Saved data entries>
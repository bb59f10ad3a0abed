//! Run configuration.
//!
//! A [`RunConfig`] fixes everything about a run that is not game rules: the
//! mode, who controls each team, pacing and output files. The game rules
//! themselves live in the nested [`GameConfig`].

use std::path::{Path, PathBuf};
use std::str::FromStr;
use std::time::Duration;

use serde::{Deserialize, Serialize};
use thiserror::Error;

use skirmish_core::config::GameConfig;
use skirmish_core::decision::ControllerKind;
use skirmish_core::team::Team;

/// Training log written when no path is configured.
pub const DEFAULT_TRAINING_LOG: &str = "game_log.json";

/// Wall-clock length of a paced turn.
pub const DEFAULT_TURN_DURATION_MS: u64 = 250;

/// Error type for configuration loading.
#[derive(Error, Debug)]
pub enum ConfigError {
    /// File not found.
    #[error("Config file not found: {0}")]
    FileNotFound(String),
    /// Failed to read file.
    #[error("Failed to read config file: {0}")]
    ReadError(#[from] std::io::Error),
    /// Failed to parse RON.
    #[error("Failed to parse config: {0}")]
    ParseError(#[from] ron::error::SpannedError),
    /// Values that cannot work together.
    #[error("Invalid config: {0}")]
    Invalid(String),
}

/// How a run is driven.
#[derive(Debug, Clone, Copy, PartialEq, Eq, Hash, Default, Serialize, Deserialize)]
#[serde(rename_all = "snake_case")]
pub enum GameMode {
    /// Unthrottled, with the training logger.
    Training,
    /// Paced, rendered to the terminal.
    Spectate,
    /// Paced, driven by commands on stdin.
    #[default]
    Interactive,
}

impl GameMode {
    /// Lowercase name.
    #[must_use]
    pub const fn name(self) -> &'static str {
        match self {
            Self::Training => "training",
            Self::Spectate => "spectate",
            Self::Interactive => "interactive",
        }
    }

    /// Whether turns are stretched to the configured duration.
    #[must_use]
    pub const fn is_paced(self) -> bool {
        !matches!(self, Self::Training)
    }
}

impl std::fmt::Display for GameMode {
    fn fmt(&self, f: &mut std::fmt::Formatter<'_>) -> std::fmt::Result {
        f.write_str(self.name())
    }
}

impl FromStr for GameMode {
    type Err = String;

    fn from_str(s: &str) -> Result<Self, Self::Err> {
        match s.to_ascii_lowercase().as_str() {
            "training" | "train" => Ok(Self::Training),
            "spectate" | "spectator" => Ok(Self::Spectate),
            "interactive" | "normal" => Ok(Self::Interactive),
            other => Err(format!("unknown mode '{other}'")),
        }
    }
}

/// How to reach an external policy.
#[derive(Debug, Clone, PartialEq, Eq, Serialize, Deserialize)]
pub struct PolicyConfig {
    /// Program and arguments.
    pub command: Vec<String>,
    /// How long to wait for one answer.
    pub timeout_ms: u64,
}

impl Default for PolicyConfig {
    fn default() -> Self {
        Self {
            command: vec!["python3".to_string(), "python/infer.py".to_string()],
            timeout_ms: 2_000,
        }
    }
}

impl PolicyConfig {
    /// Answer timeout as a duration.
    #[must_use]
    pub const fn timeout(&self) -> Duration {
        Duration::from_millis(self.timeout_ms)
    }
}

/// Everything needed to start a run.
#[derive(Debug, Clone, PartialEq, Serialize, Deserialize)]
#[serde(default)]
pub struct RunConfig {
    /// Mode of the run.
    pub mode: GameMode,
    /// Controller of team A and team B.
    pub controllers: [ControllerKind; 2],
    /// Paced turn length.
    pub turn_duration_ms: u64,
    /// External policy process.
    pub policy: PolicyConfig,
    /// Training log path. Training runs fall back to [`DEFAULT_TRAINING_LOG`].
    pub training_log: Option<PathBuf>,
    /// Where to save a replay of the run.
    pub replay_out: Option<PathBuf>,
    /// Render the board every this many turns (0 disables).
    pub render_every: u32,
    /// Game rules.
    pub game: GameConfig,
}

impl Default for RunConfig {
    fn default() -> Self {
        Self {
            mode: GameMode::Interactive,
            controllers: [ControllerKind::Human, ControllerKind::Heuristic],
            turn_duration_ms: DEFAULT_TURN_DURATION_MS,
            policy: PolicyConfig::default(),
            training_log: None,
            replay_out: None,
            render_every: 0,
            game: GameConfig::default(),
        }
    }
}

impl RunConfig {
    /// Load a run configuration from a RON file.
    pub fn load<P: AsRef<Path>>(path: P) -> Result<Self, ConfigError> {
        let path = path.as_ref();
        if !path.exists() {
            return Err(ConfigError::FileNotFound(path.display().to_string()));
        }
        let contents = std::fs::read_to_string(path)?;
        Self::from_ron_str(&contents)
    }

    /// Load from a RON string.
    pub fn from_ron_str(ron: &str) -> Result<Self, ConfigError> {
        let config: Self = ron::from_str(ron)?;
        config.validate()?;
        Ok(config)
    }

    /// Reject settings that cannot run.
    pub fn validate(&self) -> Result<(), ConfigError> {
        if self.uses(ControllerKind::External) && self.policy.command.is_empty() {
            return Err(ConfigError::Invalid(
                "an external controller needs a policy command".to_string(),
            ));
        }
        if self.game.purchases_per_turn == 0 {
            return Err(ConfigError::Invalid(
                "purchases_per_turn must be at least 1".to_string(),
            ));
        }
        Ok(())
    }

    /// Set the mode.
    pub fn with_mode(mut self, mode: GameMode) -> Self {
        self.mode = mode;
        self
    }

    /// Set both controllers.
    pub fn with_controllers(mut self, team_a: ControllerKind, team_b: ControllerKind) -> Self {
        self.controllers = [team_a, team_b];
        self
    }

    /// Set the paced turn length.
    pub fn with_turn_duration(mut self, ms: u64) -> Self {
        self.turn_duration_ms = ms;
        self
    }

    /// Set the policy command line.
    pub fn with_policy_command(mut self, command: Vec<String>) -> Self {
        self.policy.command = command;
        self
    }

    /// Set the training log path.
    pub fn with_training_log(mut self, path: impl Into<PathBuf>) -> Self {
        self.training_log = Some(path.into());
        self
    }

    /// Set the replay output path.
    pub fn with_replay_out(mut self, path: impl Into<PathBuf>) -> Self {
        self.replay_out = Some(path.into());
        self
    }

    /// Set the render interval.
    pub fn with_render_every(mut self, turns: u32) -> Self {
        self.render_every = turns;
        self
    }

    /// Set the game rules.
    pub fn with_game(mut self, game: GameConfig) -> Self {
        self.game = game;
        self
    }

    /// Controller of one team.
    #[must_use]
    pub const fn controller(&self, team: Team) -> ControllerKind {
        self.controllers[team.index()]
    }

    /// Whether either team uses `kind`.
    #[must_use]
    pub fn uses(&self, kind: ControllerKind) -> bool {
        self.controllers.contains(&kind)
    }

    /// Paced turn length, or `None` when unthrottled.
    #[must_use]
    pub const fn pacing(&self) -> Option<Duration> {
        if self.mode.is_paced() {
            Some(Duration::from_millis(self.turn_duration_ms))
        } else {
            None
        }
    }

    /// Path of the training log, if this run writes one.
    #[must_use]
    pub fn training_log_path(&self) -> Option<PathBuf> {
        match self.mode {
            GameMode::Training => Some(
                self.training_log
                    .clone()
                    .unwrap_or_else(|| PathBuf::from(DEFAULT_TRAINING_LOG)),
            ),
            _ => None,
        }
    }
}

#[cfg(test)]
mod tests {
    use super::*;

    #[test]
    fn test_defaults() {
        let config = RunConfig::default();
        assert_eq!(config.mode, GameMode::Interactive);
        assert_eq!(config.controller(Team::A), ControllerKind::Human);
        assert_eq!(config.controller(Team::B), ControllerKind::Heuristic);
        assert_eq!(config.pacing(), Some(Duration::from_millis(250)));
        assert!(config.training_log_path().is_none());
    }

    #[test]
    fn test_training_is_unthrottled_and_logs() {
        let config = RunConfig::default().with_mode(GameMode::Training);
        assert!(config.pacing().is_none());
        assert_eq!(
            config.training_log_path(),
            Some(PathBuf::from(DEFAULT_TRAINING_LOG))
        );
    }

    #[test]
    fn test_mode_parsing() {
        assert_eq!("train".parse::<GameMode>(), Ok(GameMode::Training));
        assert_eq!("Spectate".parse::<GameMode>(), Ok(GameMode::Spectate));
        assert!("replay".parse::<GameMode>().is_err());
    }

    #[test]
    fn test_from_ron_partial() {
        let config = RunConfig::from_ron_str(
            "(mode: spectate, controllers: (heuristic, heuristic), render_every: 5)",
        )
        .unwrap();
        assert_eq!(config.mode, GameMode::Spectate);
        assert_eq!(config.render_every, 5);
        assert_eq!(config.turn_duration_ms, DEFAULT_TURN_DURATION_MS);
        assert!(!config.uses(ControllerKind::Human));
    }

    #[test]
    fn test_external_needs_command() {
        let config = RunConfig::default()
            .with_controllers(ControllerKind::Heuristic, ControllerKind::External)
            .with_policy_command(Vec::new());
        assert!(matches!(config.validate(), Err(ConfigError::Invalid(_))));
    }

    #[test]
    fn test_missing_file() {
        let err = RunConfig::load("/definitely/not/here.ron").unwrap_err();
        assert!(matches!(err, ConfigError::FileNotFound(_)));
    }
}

==

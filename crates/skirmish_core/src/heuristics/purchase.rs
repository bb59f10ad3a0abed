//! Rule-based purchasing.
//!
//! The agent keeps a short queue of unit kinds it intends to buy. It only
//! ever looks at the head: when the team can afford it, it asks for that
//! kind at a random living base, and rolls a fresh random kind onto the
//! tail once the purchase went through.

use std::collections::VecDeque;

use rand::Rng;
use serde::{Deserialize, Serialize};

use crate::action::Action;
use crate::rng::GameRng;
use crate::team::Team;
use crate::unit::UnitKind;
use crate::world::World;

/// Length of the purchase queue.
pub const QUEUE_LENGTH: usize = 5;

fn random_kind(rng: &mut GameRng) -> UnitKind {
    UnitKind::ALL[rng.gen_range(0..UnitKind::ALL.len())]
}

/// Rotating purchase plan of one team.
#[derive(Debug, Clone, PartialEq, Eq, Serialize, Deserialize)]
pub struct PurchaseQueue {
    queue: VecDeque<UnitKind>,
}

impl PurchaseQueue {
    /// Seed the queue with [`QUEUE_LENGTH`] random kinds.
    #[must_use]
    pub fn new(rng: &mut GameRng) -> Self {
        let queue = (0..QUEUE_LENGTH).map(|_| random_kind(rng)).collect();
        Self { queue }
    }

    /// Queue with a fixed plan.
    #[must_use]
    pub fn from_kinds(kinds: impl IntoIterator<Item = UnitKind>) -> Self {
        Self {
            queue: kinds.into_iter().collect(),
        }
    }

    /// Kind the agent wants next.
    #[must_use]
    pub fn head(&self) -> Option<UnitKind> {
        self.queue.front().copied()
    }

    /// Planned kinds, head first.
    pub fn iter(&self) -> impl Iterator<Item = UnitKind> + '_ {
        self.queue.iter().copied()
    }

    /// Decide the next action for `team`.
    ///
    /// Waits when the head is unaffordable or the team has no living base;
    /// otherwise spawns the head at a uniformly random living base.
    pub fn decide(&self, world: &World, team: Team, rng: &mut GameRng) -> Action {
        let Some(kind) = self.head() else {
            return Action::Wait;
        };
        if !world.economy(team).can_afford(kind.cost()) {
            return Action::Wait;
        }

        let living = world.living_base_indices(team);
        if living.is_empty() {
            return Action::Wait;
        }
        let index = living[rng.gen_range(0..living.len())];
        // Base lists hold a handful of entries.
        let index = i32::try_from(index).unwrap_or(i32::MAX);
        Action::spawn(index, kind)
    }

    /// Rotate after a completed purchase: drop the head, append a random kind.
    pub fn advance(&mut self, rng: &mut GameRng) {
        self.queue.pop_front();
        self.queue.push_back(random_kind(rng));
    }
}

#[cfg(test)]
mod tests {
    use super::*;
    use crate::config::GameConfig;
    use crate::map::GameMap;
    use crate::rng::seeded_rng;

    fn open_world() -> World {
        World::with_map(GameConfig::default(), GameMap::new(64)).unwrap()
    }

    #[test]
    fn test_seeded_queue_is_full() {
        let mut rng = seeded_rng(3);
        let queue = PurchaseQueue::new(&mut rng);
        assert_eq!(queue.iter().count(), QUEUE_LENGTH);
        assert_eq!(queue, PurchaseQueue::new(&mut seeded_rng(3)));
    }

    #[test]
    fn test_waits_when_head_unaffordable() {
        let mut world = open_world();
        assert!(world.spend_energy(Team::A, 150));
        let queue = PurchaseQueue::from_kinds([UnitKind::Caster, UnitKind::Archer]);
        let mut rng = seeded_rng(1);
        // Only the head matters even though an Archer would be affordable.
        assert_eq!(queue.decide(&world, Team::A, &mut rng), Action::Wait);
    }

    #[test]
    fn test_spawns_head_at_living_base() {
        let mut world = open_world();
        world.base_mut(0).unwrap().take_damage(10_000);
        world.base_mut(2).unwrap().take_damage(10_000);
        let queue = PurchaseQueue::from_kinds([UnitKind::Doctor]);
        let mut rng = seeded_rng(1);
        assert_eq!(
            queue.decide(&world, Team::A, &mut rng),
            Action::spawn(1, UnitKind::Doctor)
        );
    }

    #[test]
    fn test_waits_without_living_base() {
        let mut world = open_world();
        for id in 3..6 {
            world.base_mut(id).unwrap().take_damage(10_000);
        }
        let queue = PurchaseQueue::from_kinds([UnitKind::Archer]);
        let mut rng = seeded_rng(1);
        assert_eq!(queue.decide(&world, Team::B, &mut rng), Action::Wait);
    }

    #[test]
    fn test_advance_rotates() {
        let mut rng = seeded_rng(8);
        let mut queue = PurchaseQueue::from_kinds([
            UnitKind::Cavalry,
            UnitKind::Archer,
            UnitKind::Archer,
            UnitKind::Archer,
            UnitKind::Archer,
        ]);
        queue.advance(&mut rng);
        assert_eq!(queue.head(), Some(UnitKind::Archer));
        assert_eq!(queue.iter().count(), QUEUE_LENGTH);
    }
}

ASSIGNED TASK>
Return each line above where the word "bool" shows up.

ANSWER TO THE PROBLEM>
    pub const fn is_paced(self) -> bool {
    pub fn uses(&self, kind: ControllerKind) -> bool {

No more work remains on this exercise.